Problem description - Working from the records below, repeat exactly the lines starting at the line that contains "a case mapping." and ending at the line that contains "pattern)| pattern.matches(&self.casemapping, line))", inclusive.

Data -
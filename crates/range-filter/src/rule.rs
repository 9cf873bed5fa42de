//! Ordered rule cascade shared by the explicit and keyword tables.
//!
//! A rule pairs a compiled pattern with a function from its captures to a
//! [`TimeRange`]. Rules are tried in declaration order and the first one
//! that both matches and yields a non-empty range wins.

use log::trace;
use regex::{Captures, Regex};

use crate::error::RangeError;
use crate::range::{MatchRecord, TimeRange};

type Compute<'a> = Box<dyn Fn(&Captures<'_>) -> Option<TimeRange> + 'a>;

pub(crate) struct Rule<'a> {
    name: &'static str,
    pattern: &'a Regex,
    compute: Compute<'a>,
}

impl<'a> Rule<'a> {
    pub(crate) fn new<F>(name: &'static str, pattern: &'a Regex, compute: F) -> Self
    where
        F: Fn(&Captures<'_>) -> Option<TimeRange> + 'a,
    {
        Self {
            name,
            pattern,
            compute: Box::new(compute),
        }
    }
}

/// The winning rule's range and the text it consumed.
#[derive(Debug, Clone, PartialEq, Eq)]
pub(crate) struct Hit {
    pub range: TimeRange,
    pub record: MatchRecord,
}

/// Run `rules` in order against `input`, returning the first hit.
///
/// A rule whose pattern matches but whose compute yields nothing (or a range
/// with both sides absent) does not stop the cascade.
pub(crate) fn first_match(rules: &[Rule<'_>], input: &str) -> Option<Hit> {
    rules.iter().find_map(|rule| {
        let caps = rule.pattern.captures(input)?;
        match (rule.compute)(&caps).filter(TimeRange::is_matched) {
            Some(range) => Some(Hit {
                range,
                record: MatchRecord {
                    rule: rule.name,
                    text: caps[0].to_string(),
                    start: named_capture(&caps, "start"),
                    stop: named_capture(&caps, "stop"),
                },
            }),
            None => {
                trace!("rule '{}' matched '{}' but produced no range", rule.name, &caps[0]);
                None
            }
        }
    })
}

/// A named capture, treating an empty or missing group as absent.
pub(crate) fn named_capture(caps: &Captures<'_>, name: &str) -> Option<String> {
    caps.name(name)
        .map(|m| m.as_str())
        .filter(|s| !s.is_empty())
        .map(str::to_string)
}

/// Compile a rule pattern, reporting failures as [`RangeError::InvalidRule`].
pub(crate) fn compile(pattern: &str) -> Result<Regex, RangeError> {
    Regex::new(pattern).map_err(|e| RangeError::InvalidRule(format!("'{}': {}", pattern, e)))
}
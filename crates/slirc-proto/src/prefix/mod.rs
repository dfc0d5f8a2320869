//! Message sources.
//!
//! A line's source is either a server name or a `nick!user@host` mask.
//! Reply matching only ever looks at the name in the nickname position,
//! so that is what [`Prefix`] exposes; the rest of the mask is kept for
//! re-serialization.
//!
//! # Reference
//! - RFC 2812 Section 2.3.1: Message format

use std::fmt;
use std::str::FromStr;

use nom::{
    bytes::complete::take_till,
    character::complete::char,
    combinator::{opt, rest},
    sequence::{preceded, tuple},
    IResult,
};

/// Who sent a line.
#[derive(Clone, Eq, PartialEq, Debug, Hash)]
#[cfg_attr(feature = "serde", derive(serde::Serialize, serde::Deserialize))]
pub enum Prefix {
    /// Server name (e.g., "irc.example.com")
    ServerName(String),
    /// User mask: (nickname, username, hostname); absent parts are empty
    Nickname(String, String, String),
}

/// `name [ "!" user ] [ "@" host ]`. The host runs to the end of input.
fn split_mask(input: &str) -> IResult<&str, (&str, Option<&str>, Option<&str>)> {
    tuple((
        take_till(|c: char| c == '!' || c == '@'),
        opt(preceded(char('!'), take_till(|c: char| c == '@'))),
        opt(preceded(char('@'), rest)),
    ))(input)
}

impl Prefix {
    /// Parse a source without validating its parts.
    ///
    /// A bare name containing a dot is taken to be a server.
    pub fn new_from_str(s: &str) -> Self {
        let (name, user, host) = match split_mask(s) {
            Ok((_, parts)) => parts,
            Err(_) => (s, None, None),
        };

        if user.is_none() && host.is_none() && name.contains('.') {
            return Prefix::ServerName(name.to_owned());
        }
        Prefix::Nickname(
            name.to_owned(),
            user.unwrap_or_default().to_owned(),
            host.unwrap_or_default().to_owned(),
        )
    }

    /// Build a user mask.
    ///
    /// ```
    /// use slirc_proto::Prefix;
    ///
    /// let bob = Prefix::new("bob", "b", "example.com");
    /// assert_eq!(bob.nickname(), "bob");
    /// assert_eq!(bob.to_string(), "bob!b@example.com");
    /// ```
    pub fn new(nick: impl Into<String>, user: impl Into<String>, host: impl Into<String>) -> Self {
        Prefix::Nickname(nick.into(), user.into(), host.into())
    }

    /// The name in the nickname position of the mask.
    ///
    /// For a server this is the server name, so a line sourced from
    /// `irc.example.com` can be matched by nickname like any other sender.
    pub fn nickname(&self) -> &str {
        match self {
            Prefix::ServerName(name) | Prefix::Nickname(name, _, _) => name,
        }
    }

    /// Whether this source is a server rather than a user.
    pub fn is_server(&self) -> bool {
        matches!(self, Prefix::ServerName(_))
    }
}

impl FromStr for Prefix {
    type Err = std::convert::Infallible;

    fn from_str(s: &str) -> Result<Self, Self::Err> {
        Ok(Prefix::new_from_str(s))
    }
}

impl From<&str> for Prefix {
    fn from(s: &str) -> Self {
        Prefix::new_from_str(s)
    }
}

impl fmt::Display for Prefix {
    fn fmt(&self, f: &mut fmt::Formatter<'_>) -> fmt::Result {
        let (name, user, host) = match self {
            Prefix::ServerName(name) => return f.write_str(name),
            Prefix::Nickname(name, user, host) => (name, user, host),
        };
        f.write_str(name)?;
        if !user.is_empty() {
            write!(f, "!{}", user)?;
        }
        if !host.is_empty() {
            write!(f, "@{}", host)?;
        }
        Ok(())
    }
}
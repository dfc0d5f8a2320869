//! Named pattern collections evaluated under one case mapping.

use slirc_proto::{CaseMapping, Line};

use super::response::MatchResponse;

/// An ordered set of named patterns sharing a case mapping.
#[derive(Debug, Default)]
pub struct PatternSet {
    casemapping: CaseMapping,
    patterns: Vec<(String, Box<dyn MatchResponse>)>,
}

impl PatternSet {
    pub fn new(casemapping: CaseMapping) -> Self {
        Self {
            casemapping,
            patterns: Vec::new(),
        }
    }

    pub fn insert(&mut self, name: impl Into<String>, pattern: impl MatchResponse + 'static) {
        self.patterns.push((name.into(), Box::new(pattern)));
    }

    pub fn casemapping(&self) -> CaseMapping {
        self.casemapping
    }

    pub fn len(&self) -> usize {
        self.patterns.len()
    }

    pub fn is_empty(&self) -> bool {
        self.patterns.is_empty()
    }

    pub fn get(&self, name: &str) -> Option<&dyn MatchResponse> {
        self.patterns
            .iter()
            .find(|(n, _)| n == name)
            .map(|(_, p)| p.as_ref())
    }

    /// Names of the patterns `line` satisfies, in insertion order.
    pub fn matching<'a>(&'a self, line: &'a Line) -> impl Iterator<Item = &'a str> + 'a {
        self.patterns
            .iter()
            .filter(move |(_, pattern)| pattern.matches(&self.casemapping, line))
            .map(|(name, _)| name.as_str())
    }
}
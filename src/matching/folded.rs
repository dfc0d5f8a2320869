//! Case-folded constants with a write-once cache.

use std::fmt;
use std::sync::OnceLock;

use slirc_proto::CaseFolder;

/// A constant compared under the connection's case mapping.
///
/// The folded form is computed on first comparison and kept for the
/// lifetime of the value. A later change of case mapping does not refold
/// it: a pattern is bound to the mapping in effect when it first ran.
#[derive(Clone)]
pub struct FoldedValue {
    value: String,
    folded: OnceLock<String>,
}

impl FoldedValue {
    pub fn new(value: impl Into<String>) -> Self {
        Self {
            value: value.into(),
            folded: OnceLock::new(),
        }
    }

    /// The value as originally written.
    pub fn as_str(&self) -> &str {
        &self.value
    }

    /// The cached folded form, if a comparison has run yet.
    pub fn cached(&self) -> Option<&str> {
        self.folded.get().map(String::as_str)
    }

    /// Compare `other` against this value under `folder`.
    ///
    /// `other` is folded on every call.
    pub fn matches(&self, folder: &dyn CaseFolder, other: &str) -> bool {
        let folded = self.folded.get_or_init(|| folder.casefold(&self.value));
        *folded == folder.casefold(other)
    }
}

impl fmt::Debug for FoldedValue {
    fn fmt(&self, f: &mut fmt::Formatter<'_>) -> fmt::Result {
        f.debug_struct("FoldedValue")
            .field("value", &self.value)
            .field("folded", &self.folded.get())
            .finish()
    }
}

impl PartialEq for FoldedValue {
    fn eq(&self, other: &Self) -> bool {
        self.value == other.value
    }
}

impl Eq for FoldedValue {}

Answer space -
/// An ordered set of named patterns sharing a case mapping.
#[derive(Debug, Default)]
pub struct PatternSet {
    casemapping: CaseMapping,
    patterns: Vec<(String, Box<dyn MatchResponse>)>,
}

impl PatternSet {
    pub fn new(casemapping: CaseMapping) -> Self {
        Self {
            casemapping,
            patterns: Vec::new(),
        }
    }

    pub fn insert(&mut self, name: impl Into<String>, pattern: impl MatchResponse + 'static) {
        self.patterns.push((name.into(), Box::new(pattern)));
    }

    pub fn casemapping(&self) -> CaseMapping {
        self.casemapping
    }

    pub fn len(&self) -> usize {
        self.patterns.len()
    }

    pub fn is_empty(&self) -> bool {
        self.patterns.is_empty()
    }

    pub fn get(&self, name: &str) -> Option<&dyn MatchResponse> {
        self.patterns
            .iter()
            .find(|(n, _)| n == name)
            .map(|(_, p)| p.as_ref())
    }

    /// Names of the patterns `line` satisfies, in insertion order.
    pub fn matching<'a>(&'a self, line: &'a Line) -> impl Iterator<Item = &'a str> + 'a {
        self.patterns
            .iter()
            .filter(move |(_, pattern)| pattern.matches(&self.casemapping, line))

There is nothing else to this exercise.